Therrien balances family, hockey

Joe Starkey
| Sunday, February 11, 2007 12:00 a.m

There’s no telling where Penguins coach Michel Therrien would be if he’d accepted that scholarship to play second base for Palm Beach (Fla.) Junior College 26 years ago.

He might be coaching professional baseball somewhere, or perhaps working in telecommunications for Bell Canada, as he was in 1990 when a chance meeting at a Montreal mall altered the course of his existence.

Back then, Therrien was climbing utility poles for a living.

Today, he is climbing the Eastern Conference standings — and has little time to ponder what might have been.

The man is busier than a Bill Cowher sweater, splitting his days between running a single-parent household and the NHL’s most-improved team. If he isn’t monitoring ice times for Sidney Crosby and Evgeni Malkin, he is checking bedtimes for daughter Elizabeth, 14, and son Charles, 13.

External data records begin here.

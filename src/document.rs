use crate::{
    ActionKind, CarrierPowerState, DocValue, Enumerated, Record, RecordBody, RecordId,
    RecordType, TextEncoding, TreeNode, build_tree, statics,
};
use anyhow::{Context, bail};
use flate2::{Compression, GzBuilder, read::GzDecoder};
use indexmap::IndexMap;
use std::{
    fs,
    io::{Read, Write},
    path::{Path, PathBuf},
};

#[derive(Debug, Clone, Copy, PartialEq, Eq)]
pub enum DocumentFormat {
    Json5,
    GzipJson5,
}

/// The set of records open for editing, plus where they came from.
/// Keeps the loaded bytes so an unmodified document saves byte-for-byte identical.
#[derive(Debug, Clone)]
pub struct RecordDocument {
    pub source_path: Option<PathBuf>,
    pub format: DocumentFormat,
    pub original_bytes: Vec<u8>,
    pub dirty: bool,
    records: IndexMap<RecordId, Record>,
    next_id: u64,
    /// Canonical text of the records as loaded/saved; dirtiness compares against it.
    baseline: String,
}

impl Default for RecordDocument {
    fn default() -> Self {
        Self::new()
    }
}

impl RecordDocument {
    pub fn new() -> Self {
        let mut doc = Self {
            source_path: None,
            format: DocumentFormat::Json5,
            original_bytes: Vec::new(),
            dirty: false,
            records: IndexMap::new(),
            next_id: 1,
            baseline: String::new(),
        };
        doc.baseline = doc.to_text();
        doc.original_bytes = doc.baseline.clone().into_bytes();
        doc
    }

    pub fn load_path(path: &Path) -> anyhow::Result<Self> {
        let bytes = fs::read(path).with_context(|| format!("reading {path:?}"))?;
        let format = detect_format(path, &bytes);
        let mut doc = Self::from_bytes(bytes, format)?;
        doc.source_path = Some(path.to_path_buf());
        tracing::info!(path = %path.display(), records = doc.len(), "loaded record document");
        Ok(doc)
    }

    pub fn from_bytes(bytes: Vec<u8>, format: DocumentFormat) -> anyhow::Result<Self> {
        let text_bytes = match format {
            DocumentFormat::Json5 => bytes.clone(),
            DocumentFormat::GzipJson5 => {
                let mut decoder = GzDecoder::new(&bytes[..]);
                let mut out = Vec::new();
                decoder.read_to_end(&mut out).context("gzip decompress")?;
                out
            }
        };

        let text = std::str::from_utf8(&text_bytes).context("document is not valid UTF-8")?;
        let root = DocValue::parse_json5(text).context("parsing JSON5")?;

        let mut doc = Self::new();
        for (key, body) in records_from_value(&root)? {
            doc.insert_record(key, body);
        }
        doc.format = format;
        doc.original_bytes = bytes;
        doc.baseline = doc.to_text();
        doc.dirty = false;
        Ok(doc)
    }

    pub fn len(&self) -> usize {
        self.records.len()
    }

    pub fn is_empty(&self) -> bool {
        self.records.is_empty()
    }

    pub fn records(&self) -> impl Iterator<Item = &Record> {
        self.records.values()
    }

    pub fn record(&self, id: RecordId) -> Option<&Record> {
        self.records.get(&id)
    }

    pub fn record_mut(&mut self, id: RecordId) -> Option<&mut Record> {
        self.records.get_mut(&id)
    }

    /// Append an empty record of `record_type`.
    pub fn add_record(&mut self, record_type: RecordType) -> RecordId {
        let id = self.insert_record(String::new(), RecordBody::empty(record_type));
        self.refresh_dirty();
        tracing::info!(record = %id, record_type = %record_type, "added record");
        id
    }

    pub fn remove_record(&mut self, id: RecordId) -> Option<Record> {
        let removed = self.records.shift_remove(&id)?;
        self.refresh_dirty();
        tracing::info!(record = %id, "removed record");
        Some(removed)
    }

    fn insert_record(&mut self, key: String, body: RecordBody) -> RecordId {
        let id = RecordId::new(self.next_id);
        self.next_id += 1;
        self.records.insert(id, Record::new(id, key, body));
        id
    }

    /// Tree for the record `id`, rebuilt from its current state.
    pub fn tree(&self, id: RecordId) -> Option<TreeNode> {
        let (position, _, record) = self.records.get_full(&id)?;
        Some(build_tree(record, position))
    }

    /// Recompute `dirty` by comparing the current records to the loaded/saved ones,
    /// so it clears again when changes are undone.
    pub fn refresh_dirty(&mut self) {
        self.dirty = self.to_text() != self.baseline;
    }

    pub fn to_text(&self) -> String {
        records_to_value(self.records.values()).to_json5_pretty()
    }

    /// Generate bytes for a format regardless of current `dirty` state.
    pub fn generate_bytes_for_format(&self, format: DocumentFormat) -> anyhow::Result<Vec<u8>> {
        let text = self.to_text();
        let text_bytes = text.as_bytes();

        match format {
            DocumentFormat::Json5 => Ok(text_bytes.to_vec()),
            DocumentFormat::GzipJson5 => {
                let mut encoder = GzBuilder::new()
                    .mtime(0)
                    .write(Vec::new(), Compression::default());
                encoder.write_all(text_bytes).context("gzip compress")?;
                let bytes = encoder.finish().context("gzip finish")?;
                Ok(bytes)
            }
        }
    }

    pub fn save_bytes_for_format(&self, format: DocumentFormat) -> anyhow::Result<Vec<u8>> {
        if !self.dirty && format == self.format && !self.original_bytes.is_empty() {
            return Ok(self.original_bytes.clone());
        }

        self.generate_bytes_for_format(format)
    }

    pub fn save_to_path(&mut self, path: &Path) -> anyhow::Result<()> {
        let target_format = if path.extension().and_then(|e| e.to_str()) == Some("gz") {
            DocumentFormat::GzipJson5
        } else {
            DocumentFormat::Json5
        };

        let bytes = self.save_bytes_for_format(target_format)?;
        fs::write(path, &bytes).with_context(|| format!("writing {path:?}"))?;

        self.source_path = Some(path.to_path_buf());
        self.format = target_format;
        self.original_bytes = bytes;
        self.baseline = self.to_text();
        self.dirty = false;
        tracing::info!(path = %path.display(), "saved record document");
        Ok(())
    }
}

fn detect_format(path: &Path, bytes: &[u8]) -> DocumentFormat {
    if path.extension().and_then(|e| e.to_str()) == Some("gz") {
        return DocumentFormat::GzipJson5;
    }
    // Gzip magic: 1F 8B
    if bytes.len() >= 2 && bytes[0] == 0x1F && bytes[1] == 0x8B {
        return DocumentFormat::GzipJson5;
    }
    DocumentFormat::Json5
}

fn records_from_value(root: &DocValue) -> anyhow::Result<Vec<(String, RecordBody)>> {
    let Some(items) = root.get(statics::DOC_FIELD_RECORDS) else {
        return Ok(Vec::new());
    };
    let Some(items) = items.as_array() else {
        bail!("'{}' must be an array", statics::DOC_FIELD_RECORDS);
    };

    items
        .iter()
        .enumerate()
        .map(|(i, item)| record_from_value(item).with_context(|| format!("record {i}")))
        .collect()
}

fn record_from_value(item: &DocValue) -> anyhow::Result<(String, RecordBody)> {
    if item.as_object().is_none() {
        bail!("expected an object, got {}", item.type_name());
    }
    let type_name = opt_str(item, statics::DOC_FIELD_TYPE)?
        .with_context(|| format!("missing '{}'", statics::DOC_FIELD_TYPE))?;
    let record_type = RecordType::from_name(&type_name)
        .with_context(|| format!("unknown record type '{type_name}'"))?;
    let key = opt_str(item, statics::DOC_FIELD_KEY)?.unwrap_or_default();

    let mut body = RecordBody::empty(record_type);
    match &mut body {
        RecordBody::AlternativeCarrier(ac) => {
            ac.set_carrier_power_state(opt_enum::<CarrierPowerState>(
                item,
                statics::DOC_FIELD_CARRIER_POWER_STATE,
            )?);
            ac.set_carrier_data_reference(opt_str(
                item,
                statics::DOC_FIELD_CARRIER_DATA_REFERENCE,
            )?);
            let references = match item.get(statics::DOC_FIELD_AUXILIARY_DATA_REFERENCES) {
                None | Some(DocValue::Null) => Vec::new(),
                Some(DocValue::Array(values)) => values
                    .iter()
                    .map(|v| {
                        v.as_str().map(str::to_string).with_context(|| {
                            format!(
                                "'{}' items must be strings",
                                statics::DOC_FIELD_AUXILIARY_DATA_REFERENCES
                            )
                        })
                    })
                    .collect::<anyhow::Result<_>>()?,
                Some(other) => bail!(
                    "'{}' must be an array, got {}",
                    statics::DOC_FIELD_AUXILIARY_DATA_REFERENCES,
                    other.type_name()
                ),
            };
            for (i, reference) in references.into_iter().enumerate() {
                ac.insert_auxiliary_data_reference(i, reference)?;
            }
        }
        RecordBody::Text(text) => {
            text.set_encoding(opt_enum::<TextEncoding>(item, statics::DOC_FIELD_ENCODING)?);
            text.set_locale(opt_str(item, statics::DOC_FIELD_LOCALE)?);
            text.set_text(opt_str(item, statics::DOC_FIELD_TEXT)?);
        }
        RecordBody::Uri(uri) => uri.set_uri(opt_str(item, statics::DOC_FIELD_URI)?),
        RecordBody::Action(action) => {
            action.set_action(opt_enum::<ActionKind>(item, statics::DOC_FIELD_ACTION)?)
        }
        RecordBody::Mime(mime) => {
            mime.set_content_type(opt_str(item, statics::DOC_FIELD_CONTENT_TYPE)?);
            mime.set_content(
                opt_str(item, statics::DOC_FIELD_CONTENT)?
                    .map(|hex| decode_hex(&hex))
                    .transpose()?,
            );
        }
    }
    Ok((key, body))
}

fn opt_str(item: &DocValue, field: &str) -> anyhow::Result<Option<String>> {
    match item.get(field) {
        None | Some(DocValue::Null) => Ok(None),
        Some(DocValue::String(s)) => Ok(Some(s.clone())),
        Some(other) => bail!("'{field}' must be a string, got {}", other.type_name()),
    }
}

fn opt_enum<E: Enumerated>(item: &DocValue, field: &str) -> anyhow::Result<Option<E>> {
    opt_str(item, field)?
        .map(|name| {
            E::from_name(&name).with_context(|| format!("unknown value '{name}' for '{field}'"))
        })
        .transpose()
}

fn records_to_value<'a>(records: impl Iterator<Item = &'a Record>) -> DocValue {
    let items = records.map(record_to_value).collect();
    let mut root = IndexMap::new();
    root.insert(
        statics::DOC_FIELD_RECORDS.to_string(),
        DocValue::Array(items),
    );
    DocValue::Object(root)
}

fn record_to_value(record: &Record) -> DocValue {
    let mut map = IndexMap::new();
    let mut put = |field: &str, value: Option<DocValue>| {
        if let Some(value) = value {
            map.insert(field.to_string(), value);
        }
    };
    let string = |s: Option<&str>| s.map(|s| DocValue::String(s.to_string()));
    let name = |s: Option<&'static str>| s.map(|s| DocValue::String(s.to_string()));

    put(statics::DOC_FIELD_TYPE, string(Some(record.record_type().as_str())));
    put(statics::DOC_FIELD_KEY, string(Some(record.key())));

    match record.body() {
        RecordBody::AlternativeCarrier(ac) => {
            put(
                statics::DOC_FIELD_CARRIER_POWER_STATE,
                name(ac.carrier_power_state().map(Enumerated::as_str)),
            );
            put(
                statics::DOC_FIELD_CARRIER_DATA_REFERENCE,
                string(ac.carrier_data_reference()),
            );
            put(
                statics::DOC_FIELD_AUXILIARY_DATA_REFERENCES,
                Some(DocValue::Array(
                    ac.auxiliary_data_references()
                        .iter()
                        .map(|s| DocValue::String(s.clone()))
                        .collect(),
                )),
            );
        }
        RecordBody::Text(text) => {
            put(
                statics::DOC_FIELD_ENCODING,
                name(text.encoding().map(Enumerated::as_str)),
            );
            put(statics::DOC_FIELD_LOCALE, string(text.locale()));
            put(statics::DOC_FIELD_TEXT, string(text.text()));
        }
        RecordBody::Uri(uri) => put(statics::DOC_FIELD_URI, string(uri.uri())),
        RecordBody::Action(action) => put(
            statics::DOC_FIELD_ACTION,
            name(action.action().map(Enumerated::as_str)),
        ),
        RecordBody::Mime(mime) => {
            put(statics::DOC_FIELD_CONTENT_TYPE, string(mime.content_type()));
            put(
                statics::DOC_FIELD_CONTENT,
                mime.content().map(|b| DocValue::String(encode_hex(b))),
            );
        }
    }
    DocValue::Object(map)
}

fn encode_hex(bytes: &[u8]) -> String {
    use std::fmt::Write as _;
    let mut out = String::with_capacity(bytes.len() * 2);
    for b in bytes {
        write!(out, "{b:02x}").ok();
    }
    out
}

fn decode_hex(text: &str) -> anyhow::Result<Vec<u8>> {
    if text.len() % 2 != 0 {
        bail!("hex content has odd length {}", text.len());
    }
    (0..text.len())
        .step_by(2)
        .map(|i| {
            let pair = text.get(i..i + 2).context("hex content is not ASCII")?;
            u8::from_str_radix(pair, 16).with_context(|| format!("invalid hex byte '{pair}'"))
        })
        .collect()
}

Nine days ago, Therrien, 43, sat in his Mellon Arena office and considered the following question: Is there something people would be surprised to know about you?

“You know what, the thing I’m most proud of• I have the custody of my kids,” he said, in a thick French accent. “It’s three years that we’re together, the three of us. I got divorced, and I fought to get my kids. It was important for me that I was the one who raised them.”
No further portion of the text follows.